OpenAI met à jour ChatGPT pour détecter les signaux de risque dans les conversations sensibles

OpenAI met à jour ChatGPT pour détecter les signaux de risque dans les conversations sensibles

En résumé

  • OpenAI a annoncé des améliorations de ChatGPT pour identifier les signes de risque de suicide, d'automutilation et de violence dans les conversations.
  • La société a déclaré que ChatGPT utiliserait des « résumés de sécurité » temporaires pour analyser le contexte agrégé, et non les messages isolés.
  • Cette annonce intervient alors qu'OpenAI fait face à des poursuites judiciaires alléguant des réponses inadéquates aux utilisateurs en détresse.

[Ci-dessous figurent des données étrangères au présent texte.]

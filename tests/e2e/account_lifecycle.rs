//! End-to-end account lifecycle: create, derive, persist, restore, unlock.

use bitcoin::Network;
use stackid_core::{
    derive_address, derive_chain, mnemonic_from_bytes, parse_mnemonic, ChainKeychain,
    ChainPurpose, KdfParams, MasterKeychain, SecretCodec,
};
use stackid_ledger::{
    AccountLedger, IdentityBook, IdentityUpdate, LedgerEvent, LedgerSnapshot, WithdrawalEvent,
    WithdrawalState,
};
use tempfile::tempdir;

const PHRASE: &str =
    "legal winner thank year wave sausage worth useful legal winner thank yellow";
const PASSWORD: &str = "correct horse battery staple";

fn codec() -> SecretCodec {
    SecretCodec::new(KdfParams {
        m_cost: 1024,
        t_cost: 1,
        p_cost: 1,
    })
    .unwrap()
}

fn create_account() -> (AccountLedger, ChainKeychain) {
    let mnemonic = parse_mnemonic(PHRASE).unwrap();
    let master = MasterKeychain::from_mnemonic(&mnemonic, "", Network::Bitcoin).unwrap();
    let identity = derive_chain(&master, ChainPurpose::Identity).unwrap();
    let payment = derive_chain(&master, ChainPurpose::Payment).unwrap();

    let ledger = AccountLedger::new()
        .apply(LedgerEvent::AccountCreated {
            encrypted_secret: codec().encrypt(PHRASE.as_bytes(), PASSWORD).unwrap(),
            identity_public_keychain: identity.public_keychain(),
            payment_public_keychain: payment.public_keychain(),
            first_identity_keypair: derive_address(&identity, 0).unwrap(),
            first_payment_address: derive_address(&payment, 0).unwrap().address,
        })
        .unwrap();
    (ledger, identity)
}

#[test]
fn test_full_lifecycle_survives_restart() {
    let dir = tempdir().unwrap();
    let path = dir.path().join("wallet").join("ledger.json");

    // Session 1: create, derive a few addresses, save
    let (ledger, _) = create_account();
    let ledger = ledger
        .apply_all([
            LedgerEvent::NextIdentityAddressUsed,
            LedgerEvent::NextPaymentAddressUsed,
            LedgerEvent::NextPaymentAddressUsed,
        ])
        .unwrap();
    let book = IdentityBook::for_addresses(&ledger.identity.addresses)
        .apply(IdentityUpdate::DefaultIdentitySet { index: 1 })
        .unwrap();
    LedgerSnapshot::capture(&ledger, &book).save(&path).unwrap();

    // Session 2: restore and keep going from the public keychains alone
    let (restored, restored_book) = LedgerSnapshot::load(&path).unwrap().restore().unwrap();
    assert_eq!(restored.identity.addresses, ledger.identity.addresses);
    assert_eq!(restored.payment.addresses, ledger.payment.addresses);
    assert_eq!(restored_book.default_identity, 1);

    let continued = restored.apply(LedgerEvent::NextPaymentAddressUsed).unwrap();
    let reference = ledger.apply(LedgerEvent::NextPaymentAddressUsed).unwrap();
    assert_eq!(continued.payment.addresses, reference.payment.addresses);
    assert!(continued.is_consistent());

    // Unlock: the stored secret opens to the same phrase and chains
    let secret = codec()
        .decrypt(restored.encrypted_secret.as_ref().unwrap(), PASSWORD)
        .unwrap();
    let mnemonic = mnemonic_from_bytes(&secret).unwrap();
    let master = MasterKeychain::from_mnemonic(&mnemonic, "", Network::Bitcoin).unwrap();
    let identity = derive_chain(&master, ChainPurpose::Identity).unwrap();
    assert_eq!(
        Some(identity.public_keychain()),
        restored.identity.public_keychain
    );
}

#[test]
fn test_unlocked_identity_keypairs_extend_watch_only_ledger() {
    let (ledger, identity) = create_account();

    // Signing keys come from the unlocked chain, addresses from the xpub
    let keypair = derive_address(&identity, 1).unwrap();
    let extended = ledger
        .apply(LedgerEvent::IdentityKeypairAdded {
            keypair: keypair.clone(),
        })
        .unwrap();
    assert_eq!(
        extended.next_keypair(ChainPurpose::Identity).unwrap().index,
        2
    );
    assert_eq!(
        extended.identity_keypair(&keypair.address).unwrap().private_key,
        keypair.private_key
    );

    // The public derivation of the same index agrees with the private one
    let via_xpub = ledger.next_keypair(ChainPurpose::Identity).unwrap();
    assert_eq!(via_xpub.address, keypair.address);
    assert!(via_xpub.private_key.is_none());
}

#[test]
fn test_wrong_password_leaves_account_locked() {
    let (ledger, _) = create_account();
    let err = codec()
        .decrypt(ledger.encrypted_secret.as_ref().unwrap(), "wrong")
        .unwrap_err();
    assert!(err.is_decryption_failure());
}

#[test]
fn test_backup_phrase_reencryption() {
    let (ledger, _) = create_account();
    let reencrypted = codec().encrypt(PHRASE.as_bytes(), "new password").unwrap();
    let ledger = ledger
        .apply(LedgerEvent::BackupPhraseUpdated {
            encrypted_secret: reencrypted,
        })
        .unwrap();

    let secret = ledger.encrypted_secret.as_ref().unwrap();
    assert!(codec().decrypt(secret, PASSWORD).is_err());
    assert_eq!(
        codec().decrypt(secret, "new password").unwrap().as_slice(),
        PHRASE.as_bytes()
    );
}

#[test]
fn test_withdrawal_through_ledger() {
    let (ledger, _) = create_account();
    let ledger = ledger
        .apply_all([
            LedgerEvent::CoreWalletAddressUpdated {
                address: "1CoreWallet".into(),
            },
            LedgerEvent::CoreWalletBalanceUpdated { balance: 0.1 },
            LedgerEvent::Withdrawal(WithdrawalEvent::StartBuild {
                recipient: ledger.payment.addresses[0].clone(),
            }),
            LedgerEvent::Withdrawal(WithdrawalEvent::BuildFailed {
                reason: "fee too high".into(),
            }),
        ])
        .unwrap();
    assert!(matches!(
        ledger.core_wallet.withdrawal,
        WithdrawalState::Error { .. }
    ));

    // A new attempt is allowed after an error
    let retry = ledger
        .apply(LedgerEvent::Withdrawal(WithdrawalEvent::StartBuild {
            recipient: "1Elsewhere".into(),
        }))
        .unwrap();
    assert!(retry.core_wallet.withdrawal.in_progress());
}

OpenAI a annoncé jeudi de nouvelles fonctionnalités de sécurité conçues pour aider ChatGPT à reconnaître les signes de risque croissant dans les conversations, alors que l'entreprise est confrontée à un examen juridique et politique croissant sur la façon dont son chatbot gère les utilisateurs en détresse.

Dans un article, OpenAI a noté que les mises à jour améliorent la capacité de ChatGPT à identifier les signaux d'alarme liés au suicide, à l'automutilation et à la violence potentielle, en analysant le contexte qui se développe au fil du temps plutôt que de traiter chaque message isolément.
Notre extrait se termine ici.